**What to do**
The expected answer is the data below, retyped exactly.

[Collected data entries]
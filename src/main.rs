use std::sync::Arc;

use cinerec::{
    cache::ArtifactCache,
    config::Config,
    db::InMemoryStore,
    models::Rating,
    services::engine::RecommendationEngine,
};

/// Demo wiring: in-memory store, artifact cache, and one recommendation run
#[tokio::main]
async fn main() -> anyhow::Result<()> {
    let config = Config::from_env()?;

    tracing_subscriber::fmt()
        .with_env_filter(
            tracing_subscriber::EnvFilter::try_from_default_env()
                .unwrap_or_else(|_| "cinerec=info".into()),
        )
        .init();

    let store = Arc::new(InMemoryStore::new());
    let (cache, sweeper) = ArtifactCache::new(config.cache_config());
    let engine = RecommendationEngine::new(store.clone(), cache, config.engine_config());

    engine.initialize().await?;

    for rating in [
        Rating::new("demo", 1, 5.0, &["Drama"], "The Shawshank Redemption"),
        Rating::new("demo", 2, 5.0, &["Crime", "Drama"], "The Godfather"),
        Rating::new("demo", 3, 4.0, &["Action", "Crime", "Drama"], "The Dark Knight"),
    ] {
        store.insert_rating(rating).await;
    }

    let recommendations = engine.generate_recommendations("demo", Some(5)).await?;
    for rec in &recommendations {
        tracing::info!(
            movie_id = rec.movie_id,
            title = %rec.title,
            predicted_rating = rec.predicted_rating,
            confidence = rec.confidence,
            explanation = %rec.explanation,
            "Recommendation"
        );
    }

    sweeper.shutdown().await;
    Ok(())
}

**Written answer**
filename src/main.rs
use std::sync::Arc;

use cinerec::{
    cache::ArtifactCache,
    config::Config,
    db::InMemoryStore,
    models::Rating,
    services::engine::RecommendationEngine,
};

/// Demo wiring: in-memory store, artifact cache, and one recommendation run
#[tokio::main]
async fn main() -> anyhow::Result<()> {
    let config = Config::from_env()?;

    tracing_subscriber::fmt()
        .with_env_filter(
            tracing_subscriber::EnvFilter::try_from_default_env()
                .unwrap_or_else(|_| "cinerec=info".into()),
        )
        .init();

    let store = Arc::new(InMemoryStore::new());
    let (cache, sweeper) = ArtifactCache::new(config.cache_config());
    let engine = RecommendationEngine::new(store.clone(), cache, config.engine_config());

    engine.initialize().await?;

    for rating in [
        Rating::new("demo", 1, 5.0, &["Drama"], "The Shawshank Redemption"),
        Rating::new("demo", 2, 5.0, &["Crime", "Drama"], "The Godfather"),
        Rating::new("demo", 3, 4.0, &["Action", "Crime", "Drama"], "The Dark Knight"),
    ] {
        store.insert_rating(rating).await;
    }

    let recommendations = engine.generate_recommendations("demo", Some(5)).await?;
    for rec in &recommendations {
        tracing::info!(
            movie_id = rec.movie_id,
            title = %rec.title,
            predicted_rating = rec.predicted_rating,
            confidence = rec.confidence,
            explanation = %rec.explanation,
            "Recommendation"
        );
    }

    sweeper.shutdown().await;
    Ok(())
}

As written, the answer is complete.